October 2018

Monday, 24 September 2018 03:55 Be the first to comment!

William Tyndale and Bible Sunday

Dear Friends,

In the Church’s calendar October includes both the remembrance of William Tyndale (6th) and Bible Sunday (28th). For me Tyndale has always been something of a hero of the church. Born around 1494, he got caught up with the fervour of the Reformation as it spread from Europe, and developed a vision to see the Bible translated into English from the Greek and Hebrew so that everybody could read it. At the time the possession of a Bible in English carried the death penalty.

When the Bishop of London refused to support him, he moved to Germany to continue the work of translating. Printing of his first New Testament began in Cologne in 1525 and was completed in Worms. Encouraged by the leaders of the English church, Henry VIII sent agents to capture him and prevent its publication. Tyndale kept on the move, eventually settling in Antwerp, where he continued to revise his New Testament, translated and published the Pentateuch (Genesis – Deuteronomy) and Jonah, with Joshua – 2 Chronicles in manuscript. Henry VIII’s agents eventually caught up with him and in 1536 he was arrested, tried and executed for heresy. However, his New Testament and other translations lived on, eventually becoming core building blocks for the development of what became the King James Bible.

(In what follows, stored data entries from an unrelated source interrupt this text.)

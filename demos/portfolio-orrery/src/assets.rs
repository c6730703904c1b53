//! Built-in texture manifest: local copies first, then the public CDN.
//! Keys whose every source fails get a radial placeholder gradient.

use cosmo_engine::{AssetManifest, TextureDescriptor};

const TEX_BASE: &str = "https://www.solarsystemscope.com/textures/";
const LOCAL_BASE: &str = "./assets/textures/planets/";
const FLARE_BASE: &str = "https://cdn.jsdelivr.net/gh/mrdoob/three.js@r165/examples/textures/lensflare/";
const LOCAL_FLARE_BASE: &str = "./assets/textures/lensflare/";

/// (key, remote file, local file). An empty local file means CDN only.
const PLANET_TEXTURES: [(&str, &str, &str); 15] = [
    ("sun", "8k_sun.jpg", "sun.jpg"),
    ("mercury", "8k_mercury.jpg", "mercury.jpg"),
    ("venus", "8k_venus_surface.jpg", "venus.jpg"),
    ("earth_day", "8k_earth_daymap.jpg", "earth_day.jpg"),
    ("earth_clouds", "8k_earth_clouds.jpg", "earth_clouds.jpg"),
    ("earth_normal", "8k_earth_normal_map.jpg", "earth_normal.jpg"),
    ("earth_specular", "8k_earth_specular_map.jpg", "earth_specular.jpg"),
    ("moon", "8k_moon.jpg", "moon.jpg"),
    ("mars", "8k_mars.jpg", "mars.jpg"),
    ("jupiter", "8k_jupiter.jpg", "jupiter.jpg"),
    ("saturn", "8k_saturn.jpg", "saturn.jpg"),
    ("saturn_ring", "8k_saturn_ring_alpha.png", "saturn_ring_alpha.jpg"),
    ("uranus", "2k_uranus.jpg", "uranus.jpg"),
    ("neptune", "2k_neptune.jpg", "neptune.jpg"),
    ("stars", "8k_stars_milky_way.jpg", ""),
];

pub const FLARE_MAIN: &str = "flare0";
pub const FLARE_GHOST: &str = "flare3";
const FLARE_TEXTURES: [(&str, &str); 2] = [(FLARE_MAIN, "lensflare0.png"), (FLARE_GHOST, "lensflare3.png")];

/// Loaded ahead of everything else.
pub const PRIORITY_KEYS: [&str; 2] = ["sun", "earth_day"];

/// Key of the generated point-sprite texture.
pub const STAR_SPRITE_KEY: &str = "star_sprite";

/// Placeholder gradient colors, looked up by the part of the key before
/// the first `_`. "earth_day" never matches its own entry ("earth"), so the
/// Earth placeholder falls back to gray.
const PLACEHOLDER_COLORS: [(&str, &str, &str); 10] = [
    ("sun", "#FDB813", "#FF6B00"),
    ("mercury", "#B8B8B8", "#6E6E6E"),
    ("venus", "#FFC649", "#D4A051"),
    ("earth_day", "#4DA6FF", "#2E7CB8"),
    ("mars", "#E27B58", "#C1440E"),
    ("jupiter", "#C88B3A", "#E8C9A0"),
    ("saturn", "#FAD5A5", "#E6B96C"),
    ("uranus", "#7DE3F5", "#4FA8B8"),
    ("neptune", "#5B5DDF", "#2E3F8F"),
    ("moon", "#C0C0C0", "#808080"),
];

/// Inner/outer gradient colors for `key`, or `None` for the default gray.
pub fn placeholder_colors(key: &str) -> Option<(&'static str, &'static str)> {
    let prefix = key.split('_').next().unwrap_or(key);
    PLACEHOLDER_COLORS
        .iter()
        .find(|(k, _, _)| *k == prefix)
        .map(|(_, inner, outer)| (*inner, *outer))
}

/// Normal and specular maps hold data, not color.
fn is_color_data(key: &str) -> bool {
    !key.contains("normal") && !key.contains("specular")
}

fn descriptor(key: &str, sources: [String; 2]) -> TextureDescriptor {
    let mut desc = TextureDescriptor::new(key).with_srgb(is_color_data(key));
    for url in sources {
        desc = desc.with_source(url);
    }
    if let Some((inner, outer)) = placeholder_colors(key) {
        desc = desc.with_placeholder(inner, outer);
    }
    desc
}

pub fn builtin_manifest() -> AssetManifest {
    let mut manifest = AssetManifest::default();
    for (key, remote, local) in PLANET_TEXTURES {
        let local = if local.is_empty() { String::new() } else { format!("{LOCAL_BASE}{local}") };
        manifest.push(descriptor(key, [local, format!("{TEX_BASE}{remote}")]));
    }
    for (key, file) in FLARE_TEXTURES {
        manifest.push(descriptor(key, [format!("{LOCAL_FLARE_BASE}{file}"), format!("{FLARE_BASE}{file}")]));
    }
    manifest.prioritize(&PRIORITY_KEYS);
    manifest
}
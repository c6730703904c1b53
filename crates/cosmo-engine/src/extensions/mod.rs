// extensions/mod.rs
//
// Optional extension modules for CosmoEngine.
// Decoupled from core Node/Scene; games opt in by creating these systems.

pub mod transform;

pub use transform::{TransformGraph, LocalTransform};
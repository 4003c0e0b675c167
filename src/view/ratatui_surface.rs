//! [`Surface`] over a ratatui buffer
//!
//! One surface unit is one terminal cell. Fractional coordinates are floored
//! and everything is clipped to the buffer area.

use ratatui::buffer::Buffer;
use ratatui::layout::Rect as CellRect;
use ratatui::style::{Color, Style};
use unicode_width::{UnicodeWidthChar, UnicodeWidthStr};

use super::geometry::{Rect, Size};
use super::surface::{Fill, Icon, LabelStyle, Surface};

/// Colors used by [`RatatuiSurface`]
#[derive(Debug, Clone, Copy, PartialEq, Eq)]
pub struct SurfaceTheme {
    pub selected_bg: Color,
    pub cursor_bg: Color,
    pub item_fg: Color,
    pub folder_fg: Color,
    pub selected_fg: Color,
    pub placeholder_fg: Color,
    pub icon_fg: Color,
}

impl Default for SurfaceTheme {
    fn default() -> Self {
        Self {
            selected_bg: Color::Blue,
            cursor_bg: Color::DarkGray,
            item_fg: Color::Reset,
            folder_fg: Color::Yellow,
            selected_fg: Color::White,
            placeholder_fg: Color::Gray,
            icon_fg: Color::Gray,
        }
    }
}

/// Draws into a ratatui [`Buffer`]
pub struct RatatuiSurface<'a> {
    buf: &'a mut Buffer,
    theme: SurfaceTheme,
    redraw_requested: bool,
}

impl<'a> RatatuiSurface<'a> {
    pub fn new(buf: &'a mut Buffer) -> Self {
        Self::with_theme(buf, SurfaceTheme::default())
    }

    pub fn with_theme(buf: &'a mut Buffer, theme: SurfaceTheme) -> Self {
        Self {
            buf,
            theme,
            redraw_requested: false,
        }
    }

    /// Whether something asked for another frame since creation
    pub fn redraw_requested(&self) -> bool {
        self.redraw_requested
    }

    /// Convert a surface rect to cells, clipped to the buffer
    fn to_cells(&self, rect: Rect) -> Option<CellRect> {
        let area = self.buf.area;
        let left = rect.x.floor().max(area.left() as f32);
        let top = rect.y.floor().max(area.top() as f32);
        let right = rect.right().ceil().min(area.right() as f32);
        let bottom = rect.bottom().ceil().min(area.bottom() as f32);
        if right <= left || bottom <= top {
            return None;
        }
        Some(CellRect::new(
            left as u16,
            top as u16,
            (right - left) as u16,
            (bottom - top) as u16,
        ))
    }

    fn label_style(&self, style: LabelStyle) -> Style {
        let fg = match style {
            LabelStyle::Item => self.theme.item_fg,
            LabelStyle::Folder => self.theme.folder_fg,
            LabelStyle::Selected => self.theme.selected_fg,
            LabelStyle::Placeholder => self.theme.placeholder_fg,
        };
        Style::default().fg(fg)
    }
}

impl Surface for RatatuiSurface<'_> {
    fn measure_text(&self, text: &str) -> Size {
        Size::new(text.width() as f32, 1.0)
    }

    fn draw_rect(&mut self, rect: Rect, fill: Fill) {
        let Some(cells) = self.to_cells(rect) else {
            return;
        };
        let bg = match fill {
            Fill::Selected => self.theme.selected_bg,
            Fill::Cursor => self.theme.cursor_bg,
        };
        self.buf.set_style(cells, Style::default().bg(bg));
    }

    fn draw_label(&mut self, rect: Rect, text: &str, style: LabelStyle) {
        let Some(cells) = self.to_cells(rect) else {
            return;
        };
        // Truncate by display width so wide chars never spill past the rect
        let max_width = cells.width as usize;
        let mut used = 0;
        let clipped: String = text
            .chars()
            .take_while(|c| {
                used += c.width().unwrap_or(0);
                used <= max_width
            })
            .collect();
        let style = self.label_style(style);
        self.buf.set_string(cells.x, cells.y, clipped, style);
    }

    fn draw_icon(&mut self, rect: Rect, icon: Icon) {
        let Some(cells) = self.to_cells(rect) else {
            return;
        };
        let symbol = match icon {
            Icon::Collapsed => "▸",
            Icon::Expanded => "▾",
        };
        self.buf
            .set_string(cells.x, cells.y, symbol, Style::default().fg(self.theme.icon_fg));
    }

    fn request_redraw(&mut self) {
        self.redraw_requested = true;
    }
}
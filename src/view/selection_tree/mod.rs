//! Selection tree
//!
//! Folder/leaf hierarchy built from `/`-separated candidate paths, with
//! selection rules and optional persistence of folder expand flags.

mod expand_store;
mod node;
mod selection;
mod tree;

pub use expand_store::{ExpandStore, JsonExpandStore, MemoryExpandStore, StoreError};
pub use node::{NodeId, SelectionNode};
pub use selection::{SelectionChangeKind, SelectionState, SelectorEvent};
pub use tree::{Ancestors, DepthFirst, SelectionTree, PATH_SEPARATOR};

The work of Tyndale, Wycliffe (an earlier translator) and the team of 54 scholars who put together the King James Bible, lives on in the work of the Bible Society, Wycliffe Bible Translators and others, who share a vision that all people should be able to read the Bible in their own language. Currently the whole Bible is available in nearly 700 languages, and the New Testament in a further 1500, but with over 7000 languages in the world, many of which have never been written down, there is a long way to go. Bible Sunday is an opportunity to be reminded of the importance of the Bible to us and across the world, and to pray for and consider how we might support this important work both of literacy, and of making the Bible available to everyone. The Bible helps people to encounter God in Jesus Christ, and that changes lives.

God Bless.
Revd Stephen Cooper

Dear Friends,

The moment when we acknowledge the presence and reality of God – that he is the creator and we are his beloved creation – we open up a whole new set of questions: If God is God, then what does that mean for me? How do I live in relationship with God? What is God’s will for me? Of course, these are questions not easily answered.

A good number of years ago a friend of mine was wondering whether God might be calling him to ordained ministry, and asked me what I thought? My reply was twofold. Firstly, to pray for the idea to go away – if it was of God, then it wouldn’t go away, whereas if it was of him it would soon pass. Second, he that was too good a Christian to be wasted on ordained ministry – there would be much more important things for him to do for the Kingdom of God.

As it turned out, the idea went away and instead he went to the US to do post-graduate studies. Now he’s a professor of theology in a US university where he teaches hundreds of students each year to think about the God questions in the complexities of the modern world – a much more important role for the Kingdom of God than being a Vicar!

So what might the will of God be for you? for me? A couple of years ago we did a course called ‘Life on the Frontline’. The premise of the course was that everyone is on the frontline of the Kingdom of God, whether at home, down the pub, at work, with the children or grand-children, at the gym, with our friends, or wherever. First and foremost, where we are is where we’re called to be the Body of Christ, his presence in the world. Though it may change as we journey with God, where we are now is where God is calling us to be his people, on the frontline of the Kingdom of God – for now this is his will for us, each one of us.

It is tempting to put the idea of special ministries on a pedestal, vicars and the like, as something to be looked up to. The truth of the matter is that our first calling, above all others, is to be a Christian, a follower of Jesus. Living that out is always the will of god for us.